Die zu analysierenden Untergruppen wurden a priori mit dem Ziel ausgewählt, nach den wichtigsten potenziellen Determinanten hoher oxidativer Stresswerte zu stratifizieren: Kohorte/Land, Alter, Geschlecht, Vorgeschichte von MI oder Krebs und Entzündungsstatus. Aufgrund der begrenzten Stichprobengröße beschränkten sich die stratifizierten Analysen auf die Sterblichkeit aller Ursachen, Herz-Kreislauf-Erkrankungen und Krebs. Um die Möglichkeit einer Verzerrung durch umgekehrte Kausalität auszuschließen, wurden die Analysen getrennt für Ereignisse durchgeführt, die in den Jahren 1-2, 3-4 und 5-6 der Nachbeobachtungszeit auftraten. Aufgrund der begrenzten Stichprobengröße konnte diese stratifizierte Analyse nur für die Gesamtmortalität durchgeführt werden.

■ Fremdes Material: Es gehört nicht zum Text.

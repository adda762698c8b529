//! Recovery policy for failed commerce API reads.
//!
//! A failed read either gives up, backs off and tries again (throttling, 5xx,
//! dropped connections), or retries once straight away with a fresh token
//! after a 401. Back-off retries are opt-in through configuration; the token
//! refresh always happens.

use std::future::Future;
use std::time::Duration;

use crate::error::CommerceError;

/// Longest single back-off sleep.
const MAX_BACKOFF: Duration = Duration::from_secs(60);

/// What to do after a failed read.
#[derive(Debug, Clone, Copy, PartialEq, Eq)]
pub(crate) enum Recovery {
    Fail,
    Backoff,
    RefreshToken,
}

impl Recovery {
    pub(crate) fn for_error(err: &CommerceError) -> Self {
        match err {
            CommerceError::Unauthorized { .. } => Self::RefreshToken,
            CommerceError::UnexpectedStatus { status, .. } => match status {
                429 | 500..=599 => Self::Backoff,
                _ => Self::Fail,
            },
            CommerceError::Http(e) if e.is_timeout() || e.is_connect() => Self::Backoff,
            _ => Self::Fail,
        }
    }
}

/// How many back-off retries a read gets and how long the first one waits.
#[derive(Debug, Clone, Copy)]
pub(crate) struct RetryPolicy {
    max_retries: u32,
    base_delay: Duration,
}

impl RetryPolicy {
    pub(crate) fn new(max_retries: u32, base_delay_ms: u64) -> Self {
        Self {
            max_retries,
            base_delay: Duration::from_millis(base_delay_ms),
        }
    }

    /// Ceiling for the `retry`-th back-off (1-based): the base delay doubled
    /// per earlier retry, never above [`MAX_BACKOFF`].
    pub(crate) fn ceiling(&self, retry: u32) -> Duration {
        let doublings = retry.saturating_sub(1).min(16);
        self.base_delay
            .saturating_mul(1 << doublings)
            .min(MAX_BACKOFF)
    }

    /// Sleep before the `retry`-th back-off: somewhere in the upper half of
    /// [`RetryPolicy::ceiling`].
    fn delay(&self, retry: u32) -> Duration {
        let ceiling = self.ceiling(retry);
        if ceiling.is_zero() {
            return ceiling;
        }
        ceiling.mul_f64(rand::random_range(0.5..=1.0))
    }

    /// Runs `read` until it succeeds or [`Recovery::for_error`] says to stop.
    pub(crate) async fn run<T, F, Fut>(&self, resource: &str, mut read: F) -> Result<T, CommerceError>
    where
        F: FnMut() -> Fut,
        Fut: Future<Output = Result<T, CommerceError>>,
    {
        let mut backoffs = 0u32;
        let mut token_refreshed = false;

        loop {
            let err = match read().await {
                Ok(value) => return Ok(value),
                Err(err) => err,
            };

            match Recovery::for_error(&err) {
                Recovery::RefreshToken if !token_refreshed => {
                    token_refreshed = true;
                    tracing::info!(resource, "bearer token rejected; retrying with a new token");
                }
                Recovery::Backoff if backoffs < self.max_retries => {
                    backoffs += 1;
                    let delay = self.delay(backoffs);
                    tracing::warn!(
                        resource,
                        retry = backoffs,
                        max_retries = self.max_retries,
                        delay_ms = u64::try_from(delay.as_millis()).unwrap_or(u64::MAX),
                        error = %err,
                        "commerce API read failed; backing off"
                    );
                    tokio::time::sleep(delay).await;
                }
                _ => return Err(err),
            }
        }
    }
}

#[cfg(test)]
mod tests {
    use std::sync::atomic::{AtomicU32, Ordering};

    use super::*;

    fn status(code: u16) -> CommerceError {
        CommerceError::UnexpectedStatus {
            status: code,
            url: "http://localhost/v1/buyers/b1".to_owned(),
        }
    }

    fn unauthorized() -> CommerceError {
        CommerceError::Unauthorized {
            resource: "buyer b1".to_owned(),
        }
    }

    #[test]
    fn throttling_and_server_errors_back_off() {
        assert_eq!(Recovery::for_error(&status(429)), Recovery::Backoff);
        assert_eq!(Recovery::for_error(&status(502)), Recovery::Backoff);
        assert_eq!(Recovery::for_error(&status(400)), Recovery::Fail);
        assert_eq!(Recovery::for_error(&status(403)), Recovery::Fail);
    }

    #[test]
    fn rejected_token_is_refreshed_but_bad_credentials_are_not() {
        assert_eq!(Recovery::for_error(&unauthorized()), Recovery::RefreshToken);
        assert_eq!(
            Recovery::for_error(&CommerceError::Auth("invalid_client".to_owned())),
            Recovery::Fail
        );
        assert_eq!(
            Recovery::for_error(&CommerceError::NotFound {
                resource: "supplier s1".to_owned()
            }),
            Recovery::Fail
        );
    }

    #[test]
    fn ceiling_doubles_and_saturates() {
        let policy = RetryPolicy::new(5, 250);
        assert_eq!(policy.ceiling(1), Duration::from_millis(250));
        assert_eq!(policy.ceiling(3), Duration::from_millis(1_000));
        assert_eq!(policy.ceiling(40), MAX_BACKOFF);

        let huge = RetryPolicy::new(5, u64::MAX);
        assert_eq!(huge.ceiling(2), MAX_BACKOFF);
    }

    #[test]
    fn delay_stays_in_upper_half_of_ceiling() {
        let policy = RetryPolicy::new(3, 400);
        for _ in 0..50 {
            let delay = policy.delay(2);
            assert!(delay >= Duration::from_millis(400) && delay <= Duration::from_millis(800));
        }
        assert!(RetryPolicy::new(3, 0).delay(3).is_zero());
    }

    #[tokio::test]
    async fn no_backoff_retries_by_default() {
        let calls = AtomicU32::new(0);
        let counter = &calls;
        let result = RetryPolicy::new(0, 0)
            .run("buyer b1", move || async move {
                counter.fetch_add(1, Ordering::SeqCst);
                Err::<u32, _>(status(503))
            })
            .await;
        assert!(matches!(
            result,
            Err(CommerceError::UnexpectedStatus { status: 503, .. })
        ));
        assert_eq!(calls.load(Ordering::SeqCst), 1);
    }

    #[tokio::test]
    async fn backs_off_until_success() {
        let calls = AtomicU32::new(0);
        let counter = &calls;
        let result = RetryPolicy::new(3, 0)
            .run("buyer b1", move || async move {
                if counter.fetch_add(1, Ordering::SeqCst) < 2 {
                    Err(status(500))
                } else {
                    Ok(7)
                }
            })
            .await;
        assert_eq!(result.unwrap(), 7);
        assert_eq!(calls.load(Ordering::SeqCst), 3);
    }

    #[tokio::test]
    async fn token_refresh_happens_once_even_without_retries() {
        let calls = AtomicU32::new(0);
        let counter = &calls;
        let result = RetryPolicy::new(0, 0)
            .run("buyer b1", move || async move {
                counter.fetch_add(1, Ordering::SeqCst);
                Err::<u32, _>(unauthorized())
            })
            .await;
        assert!(matches!(result, Err(CommerceError::Unauthorized { .. })));
        assert_eq!(calls.load(Ordering::SeqCst), 2);
    }

    #[tokio::test]
    async fn not_found_is_returned_immediately() {
        let calls = AtomicU32::new(0);
        let counter = &calls;
        let result = RetryPolicy::new(3, 0)
            .run("supplier s1", move || async move {
                counter.fetch_add(1, Ordering::SeqCst);
                Err::<u32, _>(CommerceError::NotFound {
                    resource: "supplier s1".to_owned(),
                })
            })
            .await;
        assert_eq!(calls.load(Ordering::SeqCst), 1);
        assert!(matches!(result, Err(CommerceError::NotFound { .. })));
    }
}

Um eine Modellinstabilität zu vermeiden, wurde das Ergebnis einer kohortenspezifischen Untergruppenanalyse nur dann für die Metaanalyse berücksichtigt, wenn mindestens 25 Ereignisse in der Untergruppe auftraten.
Mehrfache Imputation wurde angewandt, um die Anzahl der fehlenden Werte für die Grundlinie der Kovariaten zu imputieren, die in Zusatzdatei 1: Tabelle S1 aufgeführt sind. Der Anteil der fehlenden Werte lag bei allen Variablen unter 5 %, mit Ausnahme des Alkoholkonsums und der körperlichen Aktivität, bei denen bis zu 22 % der Werte fehlten. Nach unserem besten Wissen fehlten die Daten nach dem Zufallsprinzip, was der Annahme der multiplen Imputation entspricht. Getrennt nach Kohorte, Fallstatus und Geschlecht wurden 20 vollständige Datensätze mit der SAS 9.3-Prozedur „PROC MI“ unter Verwendung der Markov-Chain-Monte-Carlo-Methode imputiert. Für das Imputationsmodell wurden Variablen aus dem „vollständigen“ Modell verwendet. Alle multivariablen Analysen wurden in den 20 imputierten Datensätzen durchgeführt, und die Ergebnisse der einzelnen Datensätze wurden mit der SAS 9.3-Prozedur „PROC MIANALYZE“ kombiniert.
Die Meta-Analysen wurden mit der statistischen Software Comprehensive Meta-Analysis 2.0 (Biostat, Englewood, NJ, USA) durchgeführt. Alle anderen Analysen wurden mit SAS, Version 9.2 (Cary, North Carolina, USA) durchgeführt. Alle statistischen Tests waren zweiseitig und verwendeten ein Alpha-Niveau von 0,05.